What more can there be to say? The answer, of course, is that this is not the whole story, nor is it the only possible telling. Yet its power and persistence are remarkable and merit investigation. The Dissolution of the Monasteries is a tale centuries in the making.
Abominable living
Early modern governments understood the power of spin. Beginning in 1535, Henry’s agents conducted a series of visits to religious houses with a view to surveying their wealth and the standards of behaviour maintained by the monks, nuns and friars. These agents reported their findings to Thomas Cromwell in London, who amassed a large volume of correspondence, which has since become one of the most significant archival collections concerning the Dissolution. These letters paint a bleak picture of 16th-century monasticism. A typical example is the case of John Reeve, abbot of Bury St Edmunds, a large and powerful Benedictine house in Suffolk. The allegations against Reeve were numerous and damning; he was said to be a chronic gambler, a bad landlord and a head of house who turned a blind eye to the sexual promiscuity of his brethren. Tellingly, it seems that Reeve was also resistant to the government’s religious reforms and remained committed to ceremonies and practices that the king’s agent, John ap Rice, deemed superstitious. We can almost hear Rice’s laughter when he tells Cromwell about the saints’ relics found at Bury, which purportedly included so many splinters of the Holy Cross upon which Jesus had been crucified that they would make a complete cross, if only the pieces could be put back together.
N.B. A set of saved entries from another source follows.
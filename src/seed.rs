//! One-shot startup fetch of sample entries.

use crate::config::SeedConfig;
use crate::diary_entry::{DiaryEntry, Emotion};
use crate::id_allocator::IdAllocator;
use chrono::{DateTime, Utc};
use rand::Rng;
use reqwest::Client;
use serde::Deserialize;
use std::time::Duration;
use thiserror::Error;
use tokio::sync::oneshot;

#[derive(Debug, Error)]
pub enum SeedError {
    #[error("failed to build HTTP client: {0}")]
    Client(reqwest::Error),

    #[error("seed request timed out")]
    Timeout,

    #[error("seed request failed: {0}")]
    Request(reqwest::Error),

    #[error("seed endpoint answered {0}")]
    Status(reqwest::StatusCode),

    #[error("could not decode seed payload: {0}")]
    Decode(reqwest::Error),

    #[error("seed task ended without a result")]
    Abandoned,
}

/// One record of the remote sample feed. Only the fields mapped onto an entry
/// are read; anything else in the payload is ignored.
#[derive(Debug, Clone, PartialEq, Eq, Deserialize)]
pub struct SeedRecord {
    pub email: String,
    pub body: String,
}

pub struct SeedClient {
    client: Client,
    url: String,
    limit: usize,
}

impl SeedClient {
    pub fn new(config: &SeedConfig) -> Result<Self, SeedError> {
        let client = Client::builder()
            .timeout(Duration::from_secs(config.timeout_secs))
            .build()
            .map_err(SeedError::Client)?;

        Ok(SeedClient {
            client,
            url: config.url.clone(),
            limit: config.limit,
        })
    }

    /// Fetches the feed and keeps the first `limit` records.
    pub async fn fetch(&self) -> Result<Vec<SeedRecord>, SeedError> {
        tracing::info!(url = %self.url, "fetching seed entries");

        let response = self.client.get(&self.url).send().await.map_err(|e| {
            if e.is_timeout() {
                SeedError::Timeout
            } else {
                SeedError::Request(e)
            }
        })?;

        let status = response.status();
        if !status.is_success() {
            return Err(SeedError::Status(status));
        }

        let mut records: Vec<SeedRecord> = response.json().await.map_err(SeedError::Decode)?;
        records.truncate(self.limit);
        Ok(records)
    }

    /// Runs [`SeedClient::fetch`] on the runtime and hands back the single
    /// result through the returned receiver.
    pub fn spawn(self) -> oneshot::Receiver<Result<Vec<SeedRecord>, SeedError>> {
        let (tx, rx) = oneshot::channel();
        tokio::spawn(async move {
            let result = self.fetch().await;
            if tx.send(result).is_err() {
                tracing::debug!("seed result arrived after the journal closed");
            }
        });
        rx
    }
}

/// Maps feed records onto entries: author from `email`, content from `body`,
/// a random mood, and ids from the shared allocator.
pub fn into_entries<R: Rng>(
    records: Vec<SeedRecord>,
    ids: &mut IdAllocator,
    rng: &mut R,
    now: DateTime<Utc>,
) -> Vec<DiaryEntry> {
    records
        .into_iter()
        .map(|record| {
            let mood = Emotion::try_from(rng.gen_range(Emotion::MIN.value()..=Emotion::MAX.value()))
                .unwrap_or_default();
            DiaryEntry::new(ids.next(), record.email, record.body, mood, now)
        })
        .collect()
}

#[cfg(test)]
mod tests {
    use super::*;
    use rand::rngs::StdRng;
    use rand::SeedableRng;
    use tokio::io::{AsyncReadExt, AsyncWriteExt};
    use tokio::net::TcpListener;

    fn records(n: usize) -> Vec<SeedRecord> {
        (0..n)
            .map(|i| SeedRecord {
                email: format!("user{i}@example.com"),
                body: format!("comment body number {i}"),
            })
            .collect()
    }

    fn config(url: String, limit: usize) -> SeedConfig {
        SeedConfig {
            enabled: true,
            url,
            limit,
            timeout_secs: 5,
        }
    }

    /// Answers exactly one HTTP request with the given status line and body.
    async fn serve_once(status: &'static str, body: String) -> String {
        let listener = TcpListener::bind("127.0.0.1:0").await.unwrap();
        let addr = listener.local_addr().unwrap();
        tokio::spawn(async move {
            let (mut socket, _) = listener.accept().await.unwrap();
            let mut buf = vec![0u8; 4096];
            let mut seen = Vec::new();
            while !seen.windows(4).any(|w| w == b"\r\n\r\n") {
                let n = socket.read(&mut buf).await.unwrap();
                if n == 0 {
                    break;
                }
                seen.extend_from_slice(&buf[..n]);
            }
            let response = format!(
                "HTTP/1.1 {status}\r\nContent-Type: application/json\r\nContent-Length: {}\r\nConnection: close\r\n\r\n{body}",
                body.len()
            );
            socket.write_all(response.as_bytes()).await.unwrap();
            socket.shutdown().await.ok();
        });
        format!("http://{addr}/comments")
    }

    #[test]
    fn test_record_ignores_extra_fields() {
        let json = r#"[{"postId":1,"id":1,"name":"id labore","email":"Eliseo@gardner.biz","body":"laudantium enim"}]"#;
        let parsed: Vec<SeedRecord> = serde_json::from_str(json).unwrap();
        assert_eq!(parsed[0].email, "Eliseo@gardner.biz");
        assert_eq!(parsed[0].body, "laudantium enim");
    }

    #[test]
    fn test_into_entries_maps_fields_and_shares_ids() {
        let mut ids = IdAllocator::new();
        ids.next();
        let mut rng = StdRng::seed_from_u64(7);
        let now = Utc::now();
        let entries = into_entries(records(30), &mut ids, &mut rng, now);

        assert_eq!(entries.len(), 30);
        assert_eq!(entries[0].id, 1);
        assert_eq!(entries[29].id, 30);
        assert_eq!(ids.peek(), 31);
        assert_eq!(entries[3].author, "user3@example.com");
        assert_eq!(entries[3].content, "comment body number 3");
        assert!(entries.iter().all(|e| e.created_date == now));
        assert!(entries
            .iter()
            .all(|e| (1..=5).contains(&e.emotion.value())));
    }

    #[tokio::test]
    async fn test_fetch_truncates_to_limit() {
        let body = serde_json::to_string(
            &(0..25)
                .map(|i| serde_json::json!({ "id": i, "email": format!("e{i}@x.io"), "body": "some body text" }))
                .collect::<Vec<_>>(),
        )
        .unwrap();
        let url = serve_once("200 OK", body).await;

        let client = SeedClient::new(&config(url, 20)).unwrap();
        let fetched = client.fetch().await.unwrap();
        assert_eq!(fetched.len(), 20);
        assert_eq!(fetched[0].email, "e0@x.io");
        assert_eq!(fetched[19].email, "e19@x.io");
    }

    #[tokio::test]
    async fn test_non_success_status_is_an_error() {
        let url = serve_once("500 Internal Server Error", "oops".to_string()).await;
        let client = SeedClient::new(&config(url, 20)).unwrap();
        let err = client.fetch().await.unwrap_err();
        assert!(matches!(err, SeedError::Status(s) if s.as_u16() == 500));
    }

    #[tokio::test]
    async fn test_bad_payload_is_a_decode_error() {
        let url = serve_once("200 OK", r#"{"not":"an array"}"#.to_string()).await;
        let client = SeedClient::new(&config(url, 20)).unwrap();
        assert!(matches!(client.fetch().await, Err(SeedError::Decode(_))));
    }

    #[tokio::test]
    async fn test_spawned_fetch_reports_unreachable_host() {
        let listener = TcpListener::bind("127.0.0.1:0").await.unwrap();
        let addr = listener.local_addr().unwrap();
        drop(listener);

        let client = SeedClient::new(&config(format!("http://{addr}/comments"), 20)).unwrap();
        let result = client.spawn().await.unwrap();
        assert!(matches!(result, Err(SeedError::Request(_))));
    }
}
Reeve’s case was far from unique. Cromwell’s office received numerous reports alleging that the religious orders were guilty of sexual immorality, fraud, superstition and greed – in other words, the kind of worldly living that they had forsaken in their vows of poverty, chastity and obedience. It was on the basis of these claims that Henry VIII made the first move against the monasteries. In 1536 the first dissolutions were announced by Act of Parliament. It heralded what was supposedly a partial reform of the religious houses, in which the smaller institutions (those worth less than £200 per annum) would be suppressed and their inhabitants redistributed around the larger houses. This was a measure intended to combat the ‘manifest sin, vicious, carnal and abominable living’ that had been uncovered by the king’s agents. This was not the Dissolution of the Monasteries, but rather a rationalisation and reallocation of resources. For all anyone knew in 1536, this was the end of the matter.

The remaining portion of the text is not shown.